(Stored data)
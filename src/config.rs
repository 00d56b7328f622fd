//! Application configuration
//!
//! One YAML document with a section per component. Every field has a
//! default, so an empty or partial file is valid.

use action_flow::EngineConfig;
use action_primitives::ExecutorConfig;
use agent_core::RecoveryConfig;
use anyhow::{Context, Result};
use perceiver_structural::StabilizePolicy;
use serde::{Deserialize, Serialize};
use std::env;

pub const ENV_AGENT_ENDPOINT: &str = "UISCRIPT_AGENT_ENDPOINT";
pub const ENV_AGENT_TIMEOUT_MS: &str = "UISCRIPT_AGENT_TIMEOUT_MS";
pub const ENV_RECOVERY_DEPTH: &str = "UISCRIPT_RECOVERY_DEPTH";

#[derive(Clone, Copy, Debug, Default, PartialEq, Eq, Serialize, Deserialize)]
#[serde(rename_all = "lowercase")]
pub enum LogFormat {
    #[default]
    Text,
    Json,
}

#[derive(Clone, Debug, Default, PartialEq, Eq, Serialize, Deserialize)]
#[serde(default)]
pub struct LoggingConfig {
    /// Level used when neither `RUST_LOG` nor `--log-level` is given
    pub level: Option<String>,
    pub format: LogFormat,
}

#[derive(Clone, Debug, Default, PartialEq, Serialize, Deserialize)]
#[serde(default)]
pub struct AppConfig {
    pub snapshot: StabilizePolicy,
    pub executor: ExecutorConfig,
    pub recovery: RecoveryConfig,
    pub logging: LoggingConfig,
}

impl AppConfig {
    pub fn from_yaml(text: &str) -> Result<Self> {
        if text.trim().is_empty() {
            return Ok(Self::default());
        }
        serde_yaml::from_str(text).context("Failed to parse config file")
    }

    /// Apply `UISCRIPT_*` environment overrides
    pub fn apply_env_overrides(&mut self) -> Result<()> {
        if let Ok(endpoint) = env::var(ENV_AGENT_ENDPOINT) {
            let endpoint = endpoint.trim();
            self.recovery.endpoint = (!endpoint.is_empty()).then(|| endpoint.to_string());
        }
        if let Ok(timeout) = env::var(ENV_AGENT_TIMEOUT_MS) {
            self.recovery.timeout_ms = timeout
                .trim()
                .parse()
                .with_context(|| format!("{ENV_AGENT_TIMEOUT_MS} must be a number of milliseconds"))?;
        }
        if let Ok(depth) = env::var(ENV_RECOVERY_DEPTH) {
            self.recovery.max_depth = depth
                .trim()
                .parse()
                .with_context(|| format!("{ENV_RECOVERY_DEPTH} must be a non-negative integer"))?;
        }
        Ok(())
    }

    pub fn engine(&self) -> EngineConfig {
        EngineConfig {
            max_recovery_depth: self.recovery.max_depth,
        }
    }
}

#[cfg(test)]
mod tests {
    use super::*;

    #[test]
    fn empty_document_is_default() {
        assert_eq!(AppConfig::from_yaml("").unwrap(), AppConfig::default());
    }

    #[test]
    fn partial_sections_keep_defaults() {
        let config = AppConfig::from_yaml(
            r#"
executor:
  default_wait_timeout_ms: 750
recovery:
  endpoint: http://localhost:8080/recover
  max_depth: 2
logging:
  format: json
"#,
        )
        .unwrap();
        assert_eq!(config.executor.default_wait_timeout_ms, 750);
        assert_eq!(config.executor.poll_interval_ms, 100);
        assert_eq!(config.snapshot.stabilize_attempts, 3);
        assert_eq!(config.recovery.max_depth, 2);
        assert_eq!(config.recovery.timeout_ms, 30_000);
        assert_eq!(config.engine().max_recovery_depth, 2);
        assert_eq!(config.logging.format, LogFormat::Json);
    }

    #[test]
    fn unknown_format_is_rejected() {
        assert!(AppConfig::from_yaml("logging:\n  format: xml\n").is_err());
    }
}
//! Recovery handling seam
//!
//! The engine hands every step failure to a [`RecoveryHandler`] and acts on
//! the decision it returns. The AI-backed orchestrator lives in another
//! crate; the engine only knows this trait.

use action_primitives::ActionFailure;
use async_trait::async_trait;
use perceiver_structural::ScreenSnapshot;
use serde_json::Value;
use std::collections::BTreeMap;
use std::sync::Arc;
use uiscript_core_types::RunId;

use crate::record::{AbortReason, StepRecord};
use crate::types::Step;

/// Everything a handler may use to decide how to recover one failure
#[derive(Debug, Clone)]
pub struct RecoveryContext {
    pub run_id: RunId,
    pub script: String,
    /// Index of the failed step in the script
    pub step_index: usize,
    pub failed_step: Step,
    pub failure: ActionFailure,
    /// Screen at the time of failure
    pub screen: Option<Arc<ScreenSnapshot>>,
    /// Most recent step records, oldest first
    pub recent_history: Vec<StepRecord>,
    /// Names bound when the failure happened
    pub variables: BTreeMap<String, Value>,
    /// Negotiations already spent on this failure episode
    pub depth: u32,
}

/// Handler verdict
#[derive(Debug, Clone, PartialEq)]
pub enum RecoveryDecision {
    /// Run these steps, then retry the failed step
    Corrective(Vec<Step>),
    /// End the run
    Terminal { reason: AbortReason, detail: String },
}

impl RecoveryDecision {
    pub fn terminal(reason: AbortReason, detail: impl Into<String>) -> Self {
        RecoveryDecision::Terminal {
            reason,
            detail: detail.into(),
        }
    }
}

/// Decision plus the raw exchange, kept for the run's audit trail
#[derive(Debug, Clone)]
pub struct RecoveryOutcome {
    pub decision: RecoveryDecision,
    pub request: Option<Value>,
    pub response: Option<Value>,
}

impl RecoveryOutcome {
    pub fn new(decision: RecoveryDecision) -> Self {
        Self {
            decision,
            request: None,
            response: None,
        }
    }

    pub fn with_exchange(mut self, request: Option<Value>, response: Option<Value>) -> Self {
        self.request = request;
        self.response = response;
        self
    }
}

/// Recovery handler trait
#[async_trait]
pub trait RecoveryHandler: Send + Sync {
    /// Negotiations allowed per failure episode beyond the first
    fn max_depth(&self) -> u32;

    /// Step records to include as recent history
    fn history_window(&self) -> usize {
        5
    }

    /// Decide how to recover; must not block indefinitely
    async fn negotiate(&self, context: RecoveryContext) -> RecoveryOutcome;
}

### What to do
Within the data above, how many lines include "trim"? The number alone is the answer.

### Result
4